### What is being asked:
Copy each line below that contains "InvalidMsg".
*** Supplied records Section Begins ***
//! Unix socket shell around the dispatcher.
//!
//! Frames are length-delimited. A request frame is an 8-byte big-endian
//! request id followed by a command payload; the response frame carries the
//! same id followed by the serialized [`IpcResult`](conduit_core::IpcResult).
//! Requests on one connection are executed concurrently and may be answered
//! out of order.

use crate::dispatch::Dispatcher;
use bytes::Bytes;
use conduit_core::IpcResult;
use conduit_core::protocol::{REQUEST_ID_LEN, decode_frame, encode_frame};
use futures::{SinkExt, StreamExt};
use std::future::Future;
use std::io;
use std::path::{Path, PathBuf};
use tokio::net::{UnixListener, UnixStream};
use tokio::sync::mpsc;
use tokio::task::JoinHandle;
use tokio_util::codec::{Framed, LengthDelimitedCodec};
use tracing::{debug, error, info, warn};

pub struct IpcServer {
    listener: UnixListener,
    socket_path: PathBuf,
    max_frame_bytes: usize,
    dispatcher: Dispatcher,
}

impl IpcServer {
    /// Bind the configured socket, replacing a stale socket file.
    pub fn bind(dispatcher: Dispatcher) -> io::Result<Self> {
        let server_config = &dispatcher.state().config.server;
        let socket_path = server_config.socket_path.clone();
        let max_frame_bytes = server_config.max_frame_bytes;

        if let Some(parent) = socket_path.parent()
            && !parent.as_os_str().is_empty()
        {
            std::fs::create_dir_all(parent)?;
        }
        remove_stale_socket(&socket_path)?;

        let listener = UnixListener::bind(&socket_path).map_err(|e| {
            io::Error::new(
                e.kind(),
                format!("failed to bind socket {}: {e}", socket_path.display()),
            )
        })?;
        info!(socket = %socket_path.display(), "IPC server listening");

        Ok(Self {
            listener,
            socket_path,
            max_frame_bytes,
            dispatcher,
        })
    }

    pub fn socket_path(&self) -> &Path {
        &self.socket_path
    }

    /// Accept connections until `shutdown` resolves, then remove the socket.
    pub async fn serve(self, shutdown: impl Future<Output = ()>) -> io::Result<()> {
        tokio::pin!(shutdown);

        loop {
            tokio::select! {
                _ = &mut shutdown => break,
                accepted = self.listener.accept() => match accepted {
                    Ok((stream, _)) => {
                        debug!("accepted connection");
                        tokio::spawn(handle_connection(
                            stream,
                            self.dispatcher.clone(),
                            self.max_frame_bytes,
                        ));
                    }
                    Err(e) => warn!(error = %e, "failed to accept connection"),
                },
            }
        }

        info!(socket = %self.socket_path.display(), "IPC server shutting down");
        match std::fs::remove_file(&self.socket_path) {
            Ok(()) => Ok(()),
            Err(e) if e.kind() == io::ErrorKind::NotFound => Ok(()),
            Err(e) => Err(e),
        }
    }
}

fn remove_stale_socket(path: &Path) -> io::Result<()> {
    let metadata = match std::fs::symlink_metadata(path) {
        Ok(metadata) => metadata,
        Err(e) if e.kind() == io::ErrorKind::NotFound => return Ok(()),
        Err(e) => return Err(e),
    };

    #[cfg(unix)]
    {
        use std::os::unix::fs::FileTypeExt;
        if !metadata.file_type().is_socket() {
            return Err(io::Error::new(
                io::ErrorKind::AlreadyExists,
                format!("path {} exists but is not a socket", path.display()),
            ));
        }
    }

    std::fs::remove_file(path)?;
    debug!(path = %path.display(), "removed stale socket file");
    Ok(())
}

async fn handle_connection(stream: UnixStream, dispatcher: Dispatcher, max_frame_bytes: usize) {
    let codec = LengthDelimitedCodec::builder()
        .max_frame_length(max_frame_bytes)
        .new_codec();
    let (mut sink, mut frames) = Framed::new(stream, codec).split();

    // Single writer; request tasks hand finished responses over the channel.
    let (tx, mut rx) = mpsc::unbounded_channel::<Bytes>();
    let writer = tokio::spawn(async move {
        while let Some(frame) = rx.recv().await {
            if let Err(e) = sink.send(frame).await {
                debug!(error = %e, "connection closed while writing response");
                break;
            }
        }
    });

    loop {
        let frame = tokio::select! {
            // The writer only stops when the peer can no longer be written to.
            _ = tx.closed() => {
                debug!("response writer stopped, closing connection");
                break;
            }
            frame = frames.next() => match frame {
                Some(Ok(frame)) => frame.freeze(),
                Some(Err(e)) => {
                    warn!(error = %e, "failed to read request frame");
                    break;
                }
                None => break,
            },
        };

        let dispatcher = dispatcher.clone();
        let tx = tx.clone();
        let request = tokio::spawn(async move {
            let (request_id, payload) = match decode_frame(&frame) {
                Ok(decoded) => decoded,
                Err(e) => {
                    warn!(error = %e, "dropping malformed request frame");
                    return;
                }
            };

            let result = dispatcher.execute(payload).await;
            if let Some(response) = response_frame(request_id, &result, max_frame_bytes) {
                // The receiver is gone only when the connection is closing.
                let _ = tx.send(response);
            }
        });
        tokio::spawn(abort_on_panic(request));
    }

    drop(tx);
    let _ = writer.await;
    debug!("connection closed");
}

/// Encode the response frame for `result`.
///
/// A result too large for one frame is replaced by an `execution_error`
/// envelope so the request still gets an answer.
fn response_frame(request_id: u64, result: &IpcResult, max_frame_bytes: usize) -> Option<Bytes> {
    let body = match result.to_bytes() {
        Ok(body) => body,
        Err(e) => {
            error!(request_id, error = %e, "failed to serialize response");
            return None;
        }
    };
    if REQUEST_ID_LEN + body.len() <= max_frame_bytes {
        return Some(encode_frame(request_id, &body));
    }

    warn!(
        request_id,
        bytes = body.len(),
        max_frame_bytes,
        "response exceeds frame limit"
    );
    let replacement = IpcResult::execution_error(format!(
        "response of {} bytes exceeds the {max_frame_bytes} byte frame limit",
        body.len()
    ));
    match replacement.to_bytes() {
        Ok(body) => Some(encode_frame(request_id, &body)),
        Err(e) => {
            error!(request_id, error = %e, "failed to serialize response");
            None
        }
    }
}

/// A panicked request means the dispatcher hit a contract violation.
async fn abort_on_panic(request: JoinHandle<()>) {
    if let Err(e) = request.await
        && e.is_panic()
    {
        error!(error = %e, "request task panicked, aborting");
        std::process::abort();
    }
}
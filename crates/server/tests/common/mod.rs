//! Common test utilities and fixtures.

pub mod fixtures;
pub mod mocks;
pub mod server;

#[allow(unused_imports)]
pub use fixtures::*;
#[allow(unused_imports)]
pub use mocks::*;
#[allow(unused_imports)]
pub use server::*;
*** Supplied records Section Ends ***
*** Supplied records Section Begins ***
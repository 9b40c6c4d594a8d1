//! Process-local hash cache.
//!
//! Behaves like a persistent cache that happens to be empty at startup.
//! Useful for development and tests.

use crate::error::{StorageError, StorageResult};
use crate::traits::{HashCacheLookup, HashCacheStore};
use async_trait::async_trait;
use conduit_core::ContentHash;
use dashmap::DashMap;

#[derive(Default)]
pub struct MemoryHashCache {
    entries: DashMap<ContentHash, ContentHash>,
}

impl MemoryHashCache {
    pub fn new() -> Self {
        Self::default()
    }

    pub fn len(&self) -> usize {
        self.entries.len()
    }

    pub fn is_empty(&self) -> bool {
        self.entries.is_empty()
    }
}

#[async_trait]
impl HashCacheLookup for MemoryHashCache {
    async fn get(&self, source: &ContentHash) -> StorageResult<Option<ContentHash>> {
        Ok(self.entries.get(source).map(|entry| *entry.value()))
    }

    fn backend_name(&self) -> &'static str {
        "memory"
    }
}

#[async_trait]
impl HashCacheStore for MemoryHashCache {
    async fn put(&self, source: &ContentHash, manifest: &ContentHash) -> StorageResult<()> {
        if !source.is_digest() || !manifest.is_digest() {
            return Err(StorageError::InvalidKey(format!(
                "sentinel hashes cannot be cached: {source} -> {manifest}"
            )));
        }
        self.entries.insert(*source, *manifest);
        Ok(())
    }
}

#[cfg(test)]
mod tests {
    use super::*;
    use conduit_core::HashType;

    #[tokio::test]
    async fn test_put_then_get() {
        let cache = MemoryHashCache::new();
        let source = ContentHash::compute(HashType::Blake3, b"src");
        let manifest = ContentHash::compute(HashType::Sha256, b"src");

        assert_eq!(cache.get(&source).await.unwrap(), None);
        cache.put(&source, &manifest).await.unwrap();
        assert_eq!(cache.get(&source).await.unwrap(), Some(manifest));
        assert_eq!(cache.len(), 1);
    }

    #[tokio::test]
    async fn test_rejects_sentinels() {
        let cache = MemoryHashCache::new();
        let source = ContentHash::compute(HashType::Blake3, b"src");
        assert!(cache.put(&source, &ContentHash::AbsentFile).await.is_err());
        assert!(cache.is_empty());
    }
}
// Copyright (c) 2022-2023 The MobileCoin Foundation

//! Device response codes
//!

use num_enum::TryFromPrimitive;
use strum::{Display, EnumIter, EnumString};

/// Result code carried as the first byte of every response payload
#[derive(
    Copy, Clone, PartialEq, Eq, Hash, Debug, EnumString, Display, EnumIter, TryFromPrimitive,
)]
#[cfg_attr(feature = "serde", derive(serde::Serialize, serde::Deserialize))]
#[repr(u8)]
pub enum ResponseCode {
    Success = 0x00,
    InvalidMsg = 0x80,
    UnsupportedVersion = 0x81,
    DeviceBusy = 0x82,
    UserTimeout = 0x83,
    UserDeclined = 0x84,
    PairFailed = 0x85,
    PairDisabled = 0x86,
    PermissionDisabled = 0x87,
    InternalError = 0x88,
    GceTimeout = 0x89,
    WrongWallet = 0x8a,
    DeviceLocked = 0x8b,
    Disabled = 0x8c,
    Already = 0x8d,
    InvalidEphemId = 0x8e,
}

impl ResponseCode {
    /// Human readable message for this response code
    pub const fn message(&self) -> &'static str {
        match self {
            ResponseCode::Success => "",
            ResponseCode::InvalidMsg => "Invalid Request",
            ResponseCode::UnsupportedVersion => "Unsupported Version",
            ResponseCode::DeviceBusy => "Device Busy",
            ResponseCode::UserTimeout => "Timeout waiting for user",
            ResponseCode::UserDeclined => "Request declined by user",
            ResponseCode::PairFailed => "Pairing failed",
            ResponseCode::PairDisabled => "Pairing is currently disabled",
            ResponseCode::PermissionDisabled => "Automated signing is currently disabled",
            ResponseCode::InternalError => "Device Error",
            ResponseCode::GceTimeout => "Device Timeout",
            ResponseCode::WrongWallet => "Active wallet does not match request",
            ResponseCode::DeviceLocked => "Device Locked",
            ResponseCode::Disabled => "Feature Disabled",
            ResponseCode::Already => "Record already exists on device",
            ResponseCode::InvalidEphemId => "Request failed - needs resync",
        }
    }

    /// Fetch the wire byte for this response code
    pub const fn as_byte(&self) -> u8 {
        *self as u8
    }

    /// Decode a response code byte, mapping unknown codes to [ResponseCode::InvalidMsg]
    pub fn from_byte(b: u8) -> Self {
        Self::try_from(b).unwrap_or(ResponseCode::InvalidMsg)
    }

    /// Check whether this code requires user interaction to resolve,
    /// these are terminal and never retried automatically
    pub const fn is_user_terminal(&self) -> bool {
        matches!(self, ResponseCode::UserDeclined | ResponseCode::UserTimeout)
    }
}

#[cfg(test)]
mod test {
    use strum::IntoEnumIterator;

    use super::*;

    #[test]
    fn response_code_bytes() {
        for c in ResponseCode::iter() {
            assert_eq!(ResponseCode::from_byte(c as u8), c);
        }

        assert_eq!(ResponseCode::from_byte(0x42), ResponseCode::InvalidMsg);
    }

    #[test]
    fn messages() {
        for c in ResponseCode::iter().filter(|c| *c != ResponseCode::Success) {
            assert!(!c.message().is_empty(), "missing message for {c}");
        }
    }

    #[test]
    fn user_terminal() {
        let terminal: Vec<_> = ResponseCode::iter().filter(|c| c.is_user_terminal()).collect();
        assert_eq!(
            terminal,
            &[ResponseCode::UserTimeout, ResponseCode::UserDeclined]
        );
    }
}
*** Supplied records Section Ends ***
### Result of this task:
    InvalidMsg = 0x80,
            ResponseCode::InvalidMsg => "Invalid Request",
    /// Decode a response code byte, mapping unknown codes to [ResponseCode::InvalidMsg]
        Self::try_from(b).unwrap_or(ResponseCode::InvalidMsg)
        assert_eq!(ResponseCode::from_byte(0x42), ResponseCode::InvalidMsg);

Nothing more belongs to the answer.